When Jay and I started this back in 2011, he suggested I record diaries as I went along. No expectations — just record what comes to mind as it’s happening. It sounds easy, but for me it was hard.
Just that simple act of stepping back, removing myself from the moment, was a struggle. Some of the diaries were unusable, mainly because I wasn’t able to step back far enough, or because they were just too sad.
Here’s diary I recorded at like 3:00 a.m., in Yemen, the week that Anthony Shadid (the award-winning journalist for the The New York Times) died. I had just heard that another member of the tribe, Marie Colvin (the award-winning journalist for the British paper The Sunday Times), died.
Listening back to this clip, it’s clear I didn’t have much perspective. I talk about how I’m NOT a war correspondent like Marie and others, and yet only a few months later, I was basically embedded with Syrian rebels. Months after that I was at the front line.

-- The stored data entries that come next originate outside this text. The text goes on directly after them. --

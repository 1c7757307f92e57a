//! BPMN diagram bookkeeping.
//!
//! The orchestrator never builds or validates BPMN itself — diagrams come
//! from the completion service. The one structural operation it needs is a
//! scan of `id`/`name` attribute pairs, used to replace node-id keys with
//! human-readable names in optimization responses.

use std::collections::HashMap;

use quick_xml::events::Event;
use quick_xml::Reader;

use crate::error::ServiceError;

/// Scan an XML document for elements carrying both `id` and `name`
/// attributes and return the `id -> name` map.
///
/// Tolerates a default namespace declaration (stripped up front) and returns
/// `Err` on malformed XML instead of panicking.
pub fn scan_id_name_pairs(xml: &str) -> Result<HashMap<String, String>, ServiceError> {
    // Default-namespace declarations confuse downstream consumers of the
    // pair map; drop them before parsing.
    let stripped = strip_default_namespace(xml);

    let mut reader = Reader::from_str(&stripped);
    let mut pairs = HashMap::new();

    loop {
        match reader.read_event() {
            Ok(Event::Start(e)) | Ok(Event::Empty(e)) => {
                let mut id = None;
                let mut name = None;
                for attr in e.attributes() {
                    let attr = attr.map_err(|e| {
                        ServiceError::BadRequest(format!("Invalid BPMN XML attribute: {}", e))
                    })?;
                    let value = attr.unescape_value().map_err(|e| {
                        ServiceError::BadRequest(format!("Invalid BPMN XML attribute: {}", e))
                    })?;
                    match attr.key.as_ref() {
                        b"id" => id = Some(value.into_owned()),
                        b"name" => name = Some(value.into_owned()),
                        _ => {}
                    }
                }
                if let (Some(id), Some(name)) = (id, name) {
                    pairs.insert(id, name);
                }
            }
            Ok(Event::Eof) => break,
            Ok(_) => {}
            Err(e) => {
                return Err(ServiceError::BadRequest(format!("Invalid BPMN XML: {}", e)));
            }
        }
    }

    Ok(pairs)
}

fn strip_default_namespace(xml: &str) -> String {
    let re = regex::Regex::new(r#"\s+xmlns="[^"]*""#).unwrap();
    re.replace_all(xml, "").to_string()
}

#[cfg(test)]
mod tests {
    use super::*;

    const SAMPLE: &str = r#"<bpmn:definitions xmlns:bpmn="http://www.omg.org/spec/BPMN/20100524/MODEL" xmlns="http://www.omg.org/spec/BPMN/20100524/MODEL">
  <bpmn:process id="Process_1" name="Order Handling">
    <bpmn:startEvent id="StartEvent_1" name="Start" />
    <bpmn:task id="Task_1" name="Validate Order" />
    <bpmn:endEvent id="EndEvent_1" name="End" />
  </bpmn:process>
</bpmn:definitions>"#;

    #[test]
    fn test_scans_id_name_pairs() {
        let pairs = scan_id_name_pairs(SAMPLE).unwrap();
        assert_eq!(pairs.get("Task_1").unwrap(), "Validate Order");
        assert_eq!(pairs.get("StartEvent_1").unwrap(), "Start");
        assert_eq!(pairs.get("Process_1").unwrap(), "Order Handling");
    }

    #[test]
    fn test_elements_without_name_are_skipped() {
        let pairs =
            scan_id_name_pairs(r#"<p><flow id="Flow_1"/><task id="T" name="N"/></p>"#).unwrap();
        assert!(!pairs.contains_key("Flow_1"));
        assert_eq!(pairs.get("T").unwrap(), "N");
    }

    #[test]
    fn test_malformed_xml_is_an_error() {
        assert!(scan_id_name_pairs("<bpmn:process><unclosed").is_err());
    }
}
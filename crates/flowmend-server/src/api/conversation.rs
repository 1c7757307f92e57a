//! `/api/conversation` — questions, modifications, and added context for an
//! existing diagram.

use axum::extract::State;
use axum::Json;
use serde::Deserialize;

use flowmend_core::{AppState, ServiceError, WorkflowReply};

#[derive(Debug, Deserialize)]
pub struct ConversationRequest {
    /// Session to converse in; a fresh one is created when absent.
    #[serde(default)]
    pub session_id: Option<String>,
    /// The user's question, modification request, or information to add.
    pub prompt: String,
    /// The current BPMN XML diagram data.
    #[serde(default)]
    pub diagram_data: String,
    /// The current conversational memory string.
    #[serde(default)]
    pub memory: String,
}

/// POST /api/conversation
pub async fn conversation(
    State(state): State<AppState>,
    Json(body): Json<ConversationRequest>,
) -> Result<Json<WorkflowReply>, ServiceError> {
    let session_id = match body.session_id {
        Some(id) => id,
        None => state.orchestrator.start_new_session("conversation").await,
    };

    let reply = state
        .orchestrator
        .handle_conversation(&session_id, &body.prompt, &body.diagram_data, &body.memory)
        .await?;
    Ok(Json(reply))
}
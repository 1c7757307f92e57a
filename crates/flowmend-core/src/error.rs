//! Core error type for the Flowmend platform.
//!
//! `ServiceError` is used throughout the core domain (store, agents,
//! orchestrator). When the `axum` feature is enabled, it also implements
//! `IntoResponse` so it can be used directly as an axum handler error type.

#[derive(Debug, thiserror::Error)]
pub enum ServiceError {
    #[error("Not found: {0}")]
    NotFound(String),

    #[error("Bad request: {0}")]
    BadRequest(String),

    #[error("Conflict: {0}")]
    Conflict(String),

    #[error("Upstream error: {0}")]
    Upstream(String),

    #[error("Upstream timeout: {0}")]
    Timeout(String),

    #[error("Internal error: {0}")]
    Internal(String),
}

// ---------------------------------------------------------------------------
// axum integration (opt-in via feature flag)
// ---------------------------------------------------------------------------

#[cfg(feature = "axum")]
impl axum::response::IntoResponse for ServiceError {
    fn into_response(self) -> axum::response::Response {
        use axum::http::StatusCode;

        let (status, message) = match &self {
            ServiceError::NotFound(msg) => (StatusCode::NOT_FOUND, msg.clone()),
            ServiceError::BadRequest(msg) => (StatusCode::BAD_REQUEST, msg.clone()),
            ServiceError::Conflict(msg) => (StatusCode::CONFLICT, msg.clone()),
            ServiceError::Upstream(msg) => (StatusCode::BAD_GATEWAY, msg.clone()),
            ServiceError::Timeout(msg) => (StatusCode::GATEWAY_TIMEOUT, msg.clone()),
            ServiceError::Internal(msg) => (StatusCode::INTERNAL_SERVER_ERROR, msg.clone()),
        };

        let body = serde_json::json!({ "error": message });
        (status, axum::Json(body)).into_response()
    }
}
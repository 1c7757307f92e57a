//! In-memory session store.
//!
//! The only shared mutable resource in the core. The outer map is guarded by
//! an `RwLock`; each session carries its own `Mutex` so two concurrent
//! requests against the *same* session serialize for the whole pipeline run,
//! while unrelated sessions proceed independently.
//!
//! Sessions live until an explicit `remove` — there is no TTL, so an
//! abandoned session stays resident for the life of the process.

use std::collections::HashMap;
use std::sync::Arc;

use tokio::sync::{Mutex, RwLock};

use crate::models::Session;

type SessionHandle = Arc<Mutex<Session>>;

#[derive(Clone, Default)]
pub struct SessionStore {
    inner: Arc<RwLock<HashMap<String, SessionHandle>>>,
}

impl SessionStore {
    pub fn new() -> Self {
        Self::default()
    }

    /// Create a new session for a user and return its id.
    pub async fn create(&self, user_id: &str) -> String {
        let session_id = uuid::Uuid::new_v4().to_string();
        let session = Session::new(session_id.clone(), user_id.to_string());
        self.inner
            .write()
            .await
            .insert(session_id.clone(), Arc::new(Mutex::new(session)));
        tracing::info!("New session started for user {}: {}", user_id, session_id);
        session_id
    }

    /// Fetch the handle for a session; callers lock it for the duration of
    /// their pipeline run.
    pub async fn get(&self, session_id: &str) -> Option<SessionHandle> {
        self.inner.read().await.get(session_id).cloned()
    }

    /// Drop a session. Returns false when the id was unknown.
    pub async fn remove(&self, session_id: &str) -> bool {
        let removed = self.inner.write().await.remove(session_id).is_some();
        if removed {
            tracing::info!("[{}] Session ended.", session_id);
        }
        removed
    }

    /// Active session ids (diagnostics).
    pub async fn list_ids(&self) -> Vec<String> {
        self.inner.read().await.keys().cloned().collect()
    }

    pub async fn len(&self) -> usize {
        self.inner.read().await.len()
    }

    pub async fn is_empty(&self) -> bool {
        self.inner.read().await.is_empty()
    }
}
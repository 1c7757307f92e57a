//! Flowmend Core — transport-agnostic domain logic for the Flowmend platform.
//!
//! This crate contains the data model, the five prompting agents, the
//! session store, and the workflow orchestrator. It has **no HTTP framework
//! dependency** by default, making it suitable for use in:
//!
//! - HTTP servers (via `flowmend-server`)
//! - CLI tools
//! - embedding in other applications
//!
//! # Feature Flags
//!
//! - `axum` — Enables `IntoResponse` impl on `ServiceError` for use in axum
//!   handlers.

pub mod agents;
pub mod bpmn;
pub mod classify;
pub mod error;
pub mod extract;
pub mod language;
pub mod llm;
pub mod models;
pub mod orchestration;
pub mod repair;
pub mod search;
pub mod state;
pub mod store;

// Convenience re-exports
pub use error::ServiceError;
pub use orchestration::{ReplyStatus, WorkflowOrchestrator, WorkflowReply};
pub use state::{AppState, AppStateInner};
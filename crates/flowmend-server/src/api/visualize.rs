//! `/api/visualize` — diagram generation without the improvement pipeline.

use axum::extract::State;
use axum::Json;
use serde::Deserialize;

use flowmend_core::{AppState, ServiceError, WorkflowReply};

#[derive(Debug, Deserialize)]
pub struct FileText {
    #[serde(default)]
    pub file_type: String,
    pub file_content: String,
}

#[derive(Debug, Deserialize)]
pub struct VisualizeRequest {
    #[serde(default = "default_user")]
    pub user_id: String,
    /// Prompt describing the process to visualize.
    pub prompt: String,
    /// Already-extracted file contents supplying extra context.
    #[serde(default)]
    pub file_texts: Vec<FileText>,
}

fn default_user() -> String {
    "visualize".to_string()
}

/// POST /api/visualize
pub async fn visualize(
    State(state): State<AppState>,
    Json(body): Json<VisualizeRequest>,
) -> Result<Json<WorkflowReply>, ServiceError> {
    let file_texts = if body.file_texts.is_empty() {
        None
    } else {
        Some(
            body.file_texts
                .iter()
                .map(|f| f.file_content.as_str())
                .collect::<Vec<_>>()
                .join("\n\n"),
        )
    };

    let session_id = state.orchestrator.start_new_session(&body.user_id).await;
    let reply = state
        .orchestrator
        .visualize_process_only(&session_id, &body.prompt, file_texts, None)
        .await?;
    Ok(Json(reply))
}
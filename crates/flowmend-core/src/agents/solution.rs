//! Solution agent — proposes improvements and the redesigned step sequence.

use std::sync::Arc;

use serde::Deserialize;

use crate::agents::{call_and_repair, CallSpec, RepairedCall};
use crate::error::ServiceError;
use crate::llm::CompletionClient;
use crate::models::{
    BottleneckHypothesis, ImprovedProcess, ProcessDescription, ProposedImprovement,
    VerifiedInformation,
};

const GENERATE_SPEC: CallSpec = CallSpec {
    temperature: 0.7,
    max_tokens: 1800,
};

/// Lenient parse target: the model's echo of `original_process` drifts from
/// the real shape often enough that every field is optional here and the
/// record is normalized afterwards.
#[derive(Debug, Deserialize)]
struct RawImprovedProcess {
    #[serde(default)]
    name: Option<String>,
    #[serde(default)]
    original_process: Option<ProcessDescription>,
    #[serde(default)]
    improvements: Vec<ProposedImprovement>,
    #[serde(default)]
    improved_steps: Vec<String>,
    #[serde(default)]
    summary_of_changes: Option<String>,
}

pub struct SolutionAgent {
    completion: Arc<dyn CompletionClient>,
}

impl SolutionAgent {
    pub fn new(completion: Arc<dyn CompletionClient>) -> Self {
        Self { completion }
    }

    /// Generate an [`ImprovedProcess`] from the accumulated analysis.
    ///
    /// Falls back to a canned four-step generic plan when the response
    /// cannot be parsed, so the diagram step downstream always has steps to
    /// draw.
    pub async fn generate(
        &self,
        process: &ProcessDescription,
        bottlenecks: &[BottleneckHypothesis],
        verified: &[VerifiedInformation],
        diagram_xml: Option<&str>,
    ) -> Result<ImprovedProcess, ServiceError> {
        let bottleneck_summary = bottlenecks
            .iter()
            .map(|b| {
                format!(
                    "- Location: {}, Reason: {}. Info needed: {}",
                    b.location,
                    b.reason_hypothesis,
                    b.info_needed.join(", ")
                )
            })
            .collect::<Vec<_>>()
            .join("\n");

        let verified_summary = verified
            .iter()
            .map(|v| {
                format!(
                    "- Query: {}, Info: {} (Confidence: {})",
                    v.query,
                    v.summary,
                    v.confidence.as_str()
                )
            })
            .collect::<Vec<_>>()
            .join("\n");

        let diagram_context = diagram_xml
            .map(|xml| format!("\nCurrent BPMN diagram of the process:\n{}", xml))
            .unwrap_or_default();

        let original_json = serde_json::to_string(process)
            .map_err(|e| ServiceError::Internal(format!("serialize process: {}", e)))?;

        let prompt = format!(
            r#"Based on the following original process description, identified bottlenecks, and verified information,
propose concrete, actionable solutions to improve the process.
Then, describe the sequential steps of the NEW, IMPROVED process.

Aim for practical, actionable improvements that directly address the bottlenecks and align with the user's goal.
Consider using the verified information (best practices, data) to inform your solutions.

Original Process Name: {name}
Original Steps: {steps:?}
Original Pain Points: {pain_points}
Goal: {goal}

Identified Bottlenecks:
{bottlenecks}

Verified Information (Relevant Best Practices/Data):
{verified}{diagram_context}

Provide the output as a single JSON object with this shape:
{{
    "name": "Improved {name}",
    "original_process": {original_json},
    "improvements": [
        {{
            "step_number": null,
            "description": "A detailed description of the proposed change.",
            "expected_impact": "Expected benefits.",
            "tools_or_tech": ["Recommended tools or technologies"],
            "actors_involved": ["Roles or departments involved"]
        }}
    ],
    "improved_steps": ["Step 1 of improved process", "Step 2 of improved process"],
    "summary_of_changes": "A high-level summary of all proposed changes and their overall impact."
}}
Ensure the JSON is perfectly valid and can be directly parsed. Do not add any extra text outside the JSON block.
Ensure 'improved_steps' is a clear, concise, sequential list representing the new flow."#,
            name = process.name,
            steps = process.steps,
            pain_points = if process.pain_points.is_empty() {
                "None".to_string()
            } else {
                process.pain_points.join(", ")
            },
            goal = process.goal.as_deref().unwrap_or("Not specified"),
            bottlenecks = if bottleneck_summary.is_empty() {
                "No specific bottlenecks identified. Focus on general optimization based on pain points."
            } else {
                &bottleneck_summary
            },
            verified = if verified_summary.is_empty() {
                "No additional verified information."
            } else {
                &verified_summary
            },
        );

        tracing::info!("SolutionAgent: generating improvements for '{}'", process.name);
        match call_and_repair(self.completion.as_ref(), &prompt, GENERATE_SPEC).await? {
            RepairedCall::Parsed(value) => {
                match serde_json::from_value::<RawImprovedProcess>(value) {
                    Ok(raw) => Ok(Self::normalize(raw, process)),
                    Err(e) => {
                        tracing::error!("SolutionAgent: invalid improvement record: {}", e);
                        Ok(Self::fallback(process))
                    }
                }
            }
            RepairedCall::Unparseable { failure, .. } => {
                tracing::error!("SolutionAgent: unparseable output: {}", failure);
                Ok(Self::fallback(process))
            }
        }
    }

    /// Fill gaps in the parsed record from what we already know. The echoed
    /// `original_process` is only trusted when it is itself complete.
    fn normalize(raw: RawImprovedProcess, process: &ProcessDescription) -> ImprovedProcess {
        let original_process = match raw.original_process {
            Some(echoed) if !echoed.is_incomplete() => echoed,
            _ => process.clone(),
        };

        let improved_steps = if raw.improved_steps.is_empty() {
            process.steps.clone()
        } else {
            raw.improved_steps
        };

        ImprovedProcess {
            name: raw
                .name
                .filter(|n| !n.trim().is_empty())
                .unwrap_or_else(|| format!("Improved {}", process.name)),
            original_process,
            improvements: raw.improvements,
            improved_steps,
            summary_of_changes: raw.summary_of_changes.unwrap_or_default(),
        }
    }

    /// Canned generic plan used when the model output is unusable.
    fn fallback(process: &ProcessDescription) -> ImprovedProcess {
        let plan = [
            (
                "Document the current process end to end",
                "Creates a shared baseline and exposes undocumented handoffs.",
            ),
            (
                "Automate repetitive manual steps",
                "Reduces cycle time and error rates on high-volume work.",
            ),
            (
                "Standardize handoffs between actors",
                "Removes wait time caused by unclear ownership.",
            ),
            (
                "Measure outcomes and review regularly",
                "Makes further bottlenecks visible as they emerge.",
            ),
        ];

        ImprovedProcess {
            name: format!("Improved {}", process.name),
            original_process: process.clone(),
            improvements: plan
                .iter()
                .map(|(description, impact)| ProposedImprovement {
                    step_number: None,
                    description: description.to_string(),
                    expected_impact: impact.to_string(),
                    tools_or_tech: Vec::new(),
                    actors_involved: Vec::new(),
                })
                .collect(),
            improved_steps: plan.iter().map(|(d, _)| d.to_string()).collect(),
            summary_of_changes:
                "Applied a generic four-step improvement plan; a tailored solution could not be generated from the model output."
                    .to_string(),
        }
    }
}
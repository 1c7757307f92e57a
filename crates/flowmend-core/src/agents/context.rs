//! Context agent — turns free text (or a diagram) into process context.

use std::sync::Arc;

use crate::agents::{call_and_repair, CallSpec, RepairedCall};
use crate::error::ServiceError;
use crate::llm::CompletionClient;
use crate::models::ProcessDescription;

const EXTRACT_SPEC: CallSpec = CallSpec {
    temperature: 0.2,
    max_tokens: 700,
};

const DIAGRAM_SPEC: CallSpec = CallSpec {
    temperature: 0.3,
    max_tokens: 1500,
};

const ANSWER_SPEC: CallSpec = CallSpec {
    temperature: 0.3,
    max_tokens: 20_000,
};

pub struct ContextAgent {
    completion: Arc<dyn CompletionClient>,
}

impl ContextAgent {
    pub fn new(completion: Arc<dyn CompletionClient>) -> Self {
        Self { completion }
    }

    /// Extract a structured [`ProcessDescription`] from a user query.
    ///
    /// The fallback description has empty steps, so it trips the
    /// orchestrator's clarification gate rather than silently continuing.
    pub async fn extract_from_query(
        &self,
        query: &str,
    ) -> Result<ProcessDescription, ServiceError> {
        let prompt = format!(
            r#"Analyze the following user query about a business process.
Extract the process name, its key sequential steps (if mentioned or implied), primary inputs, primary outputs,
any explicitly stated pain points or inefficiencies, and the user's main goal for this process improvement.
If any information is missing or unclear, state what needs clarification in the pain_points or goal field,
or just provide what is available.

User Query: "{query}"

Provide the output as a single JSON object with this shape:
{{
    "name": "...",
    "steps": ["...", "..."],
    "inputs": ["..."],
    "outputs": ["..."],
    "pain_points": ["..."],
    "metrics": {{}},
    "goal": "..."
}}
Ensure the JSON is perfectly valid and can be directly parsed. Do not add any extra text outside the JSON block.
If steps are not explicitly listed, try to infer a simple start-to-end flow."#
        );

        tracing::info!("ContextAgent: extracting process context from query");
        match call_and_repair(self.completion.as_ref(), &prompt, EXTRACT_SPEC).await? {
            RepairedCall::Parsed(value) => match serde_json::from_value::<ProcessDescription>(value)
            {
                Ok(desc) => Ok(desc),
                Err(e) => Ok(Self::fallback(&e.to_string(), "")),
            },
            RepairedCall::Unparseable { failure, raw } => {
                Ok(Self::fallback(&failure.reason, &raw))
            }
        }
    }

    /// Summarize an existing BPMN diagram into a free-text process overview
    /// (used by the optimization pipeline, which has no user query to mine).
    pub async fn summarize_diagram(
        &self,
        diagram_xml: &str,
        memory: &str,
        language_instruction: &str,
    ) -> Result<String, ServiceError> {
        let prompt = format!(
            r#"{language_instruction}
Read the following BPMN 2.0 XML diagram and the accumulated conversation memory.
Describe the business process the diagram represents: its purpose, the sequence of activities,
decision points, and any apparent inefficiencies.

Diagram:
{diagram_xml}

Conversation Memory:
{memory}

Answer with a plain-text summary only."#
        );

        tracing::info!("ContextAgent: summarizing diagram for optimization");
        match self
            .completion
            .complete(&prompt, DIAGRAM_SPEC.temperature, DIAGRAM_SPEC.max_tokens)
            .await
        {
            Ok(summary) => Ok(summary.trim().to_string()),
            Err(ServiceError::Timeout(msg)) => {
                tracing::warn!("Diagram summary timed out: {}", msg);
                Ok("The diagram could not be summarized in time.".to_string())
            }
            Err(e) => Err(e),
        }
    }

    /// Answer a user question about the current diagram.
    ///
    /// Never fails: an unreachable collaborator yields an apology the caller
    /// can return verbatim.
    pub async fn answer_about_diagram(
        &self,
        question: &str,
        diagram_xml: &str,
        memory: &str,
        diagram_description: &str,
        language_instruction: &str,
    ) -> String {
        let prompt = format!(
            r#"{language_instruction}
Based on the following context, answer the user's question about the BPMN diagram.

Context:
Diagram Data: {diagram_xml}
Conversation Memory: {memory}
Diagram Description: {diagram_description}

User Question: "{question}"

Provide a clear, helpful answer about the diagram. If the question cannot be answered from the available information, say so politely."#
        );

        match self
            .completion
            .complete(&prompt, ANSWER_SPEC.temperature, ANSWER_SPEC.max_tokens)
            .await
        {
            Ok(answer) => answer.trim().to_string(),
            Err(e) => {
                tracing::error!("Error answering diagram question: {}", e);
                "I'm sorry, I couldn't process your question at the moment. Please try again."
                    .to_string()
            }
        }
    }

    fn fallback(error: &str, raw: &str) -> ProcessDescription {
        let mut detail = format!("Error parsing context: {}", error);
        if !raw.is_empty() {
            detail.push_str(&format!(". Raw model output: {}", raw));
        }
        ProcessDescription {
            name: "Unknown Process".to_string(),
            steps: Vec::new(),
            inputs: Vec::new(),
            outputs: Vec::new(),
            pain_points: vec![detail],
            metrics: Default::default(),
            goal: Some("Clarification needed due to parsing error.".to_string()),
        }
    }
}
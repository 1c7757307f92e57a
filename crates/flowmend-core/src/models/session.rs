//! Per-conversation session record and its status machine.

use chrono::{DateTime, Utc};
use serde::{Deserialize, Serialize};

use super::process::{
    BottleneckHypothesis, DiagramResult, ImprovedProcess, ProcessDescription, VerifiedInformation,
};
use crate::extract::FileKind;

/// Where a session currently sits in its lifecycle.
///
/// `Processing*` states are transient (visible only to a concurrent
/// `get_session_status` probe); every pipeline ends in `Completed`,
/// `ClarificationNeeded`, or `Error`.
#[derive(Debug, Clone, Copy, PartialEq, Eq, Serialize, Deserialize)]
#[serde(rename_all = "snake_case")]
pub enum SessionStatus {
    Initialized,
    ProcessingQuery,
    ProcessingVisualization,
    ProcessingConversation,
    ProcessingOptimization,
    ClarificationNeeded,
    Completed,
    Error,
}

impl SessionStatus {
    pub fn as_str(&self) -> &'static str {
        match self {
            Self::Initialized => "initialized",
            Self::ProcessingQuery => "processing_query",
            Self::ProcessingVisualization => "processing_visualization",
            Self::ProcessingConversation => "processing_conversation",
            Self::ProcessingOptimization => "processing_optimization",
            Self::ClarificationNeeded => "clarification_needed",
            Self::Completed => "completed",
            Self::Error => "error",
        }
    }
}

/// The last pipeline step a session finished, for mid-run progress probes.
#[derive(Debug, Clone, Copy, PartialEq, Eq, Serialize, Deserialize)]
#[serde(rename_all = "snake_case")]
pub enum PipelineStep {
    ContextAnalysis,
    BottleneckHypotheses,
    BottleneckAnalysisComplete,
    SolutionGeneration,
    VisualizationComplete,
}

impl PipelineStep {
    pub fn as_str(&self) -> &'static str {
        match self {
            Self::ContextAnalysis => "context_analysis",
            Self::BottleneckHypotheses => "bottleneck_hypotheses",
            Self::BottleneckAnalysisComplete => "bottleneck_analysis_complete",
            Self::SolutionGeneration => "solution_generation",
            Self::VisualizationComplete => "visualization_complete",
        }
    }
}

/// The only mutable, long-lived record in the system.
///
/// Owned and mutated exclusively by the orchestrator; every pipeline step
/// writes its result here before the next step runs, so progress survives a
/// mid-pipeline status probe and later prompts can embed earlier results.
#[derive(Debug, Clone, Serialize, Deserialize)]
pub struct Session {
    pub id: String,
    pub user_id: String,
    pub query: Option<String>,
    pub original_file_texts: Option<String>,
    pub original_file_type: Option<FileKind>,
    pub process_desc: Option<ProcessDescription>,
    pub bottlenecks: Vec<BottleneckHypothesis>,
    pub verified_info: Vec<VerifiedInformation>,
    pub improved_process: Option<ImprovedProcess>,
    pub diagram: Option<DiagramResult>,
    /// Formatted memo summarizing the last completed pipeline run.
    pub run_memory: String,
    /// Append-only free-text log of conversational turns.
    pub conversation_memory: String,
    pub status: SessionStatus,
    pub last_step_completed: Option<PipelineStep>,
    pub message: String,
    pub clarification_message: Option<String>,
    pub created_at: DateTime<Utc>,
    pub updated_at: DateTime<Utc>,
}

impl Session {
    pub fn new(id: String, user_id: String) -> Self {
        let now = Utc::now();
        Self {
            id,
            user_id,
            query: None,
            original_file_texts: None,
            original_file_type: None,
            process_desc: None,
            bottlenecks: Vec::new(),
            verified_info: Vec::new(),
            improved_process: None,
            diagram: None,
            run_memory: String::new(),
            conversation_memory: String::new(),
            status: SessionStatus::Initialized,
            last_step_completed: None,
            message: String::new(),
            clarification_message: None,
            created_at: now,
            updated_at: now,
        }
    }

    /// Record a step completion and bump the update timestamp.
    pub fn mark_step(&mut self, step: PipelineStep) {
        self.last_step_completed = Some(step);
        self.updated_at = Utc::now();
    }
}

Also, I talk about how Marie’s stories had some bearing on the international community’s policy in Syria, clearly because that’s what I wanted to believe. It’s only now that I can painfully admit her stories had little impact. The killing in Homs, the place where she was reporting when she died, continued after her death. More than one year later, it continues today.
Still, keeping a diary was really, really cool. So cool that I still do it, as a matter of course. One great help is that I can do it on my iPhone. I just tap Hindenburg and start talking. That way if I’m in public, I don’t look like a crazy cat lady — I look like I’m talking on the phone.
At the risk of repeating myself, I have to say that I think the key here was knowing that someone would be *listening* to these diaries, that someone actually cared to know what I had to say.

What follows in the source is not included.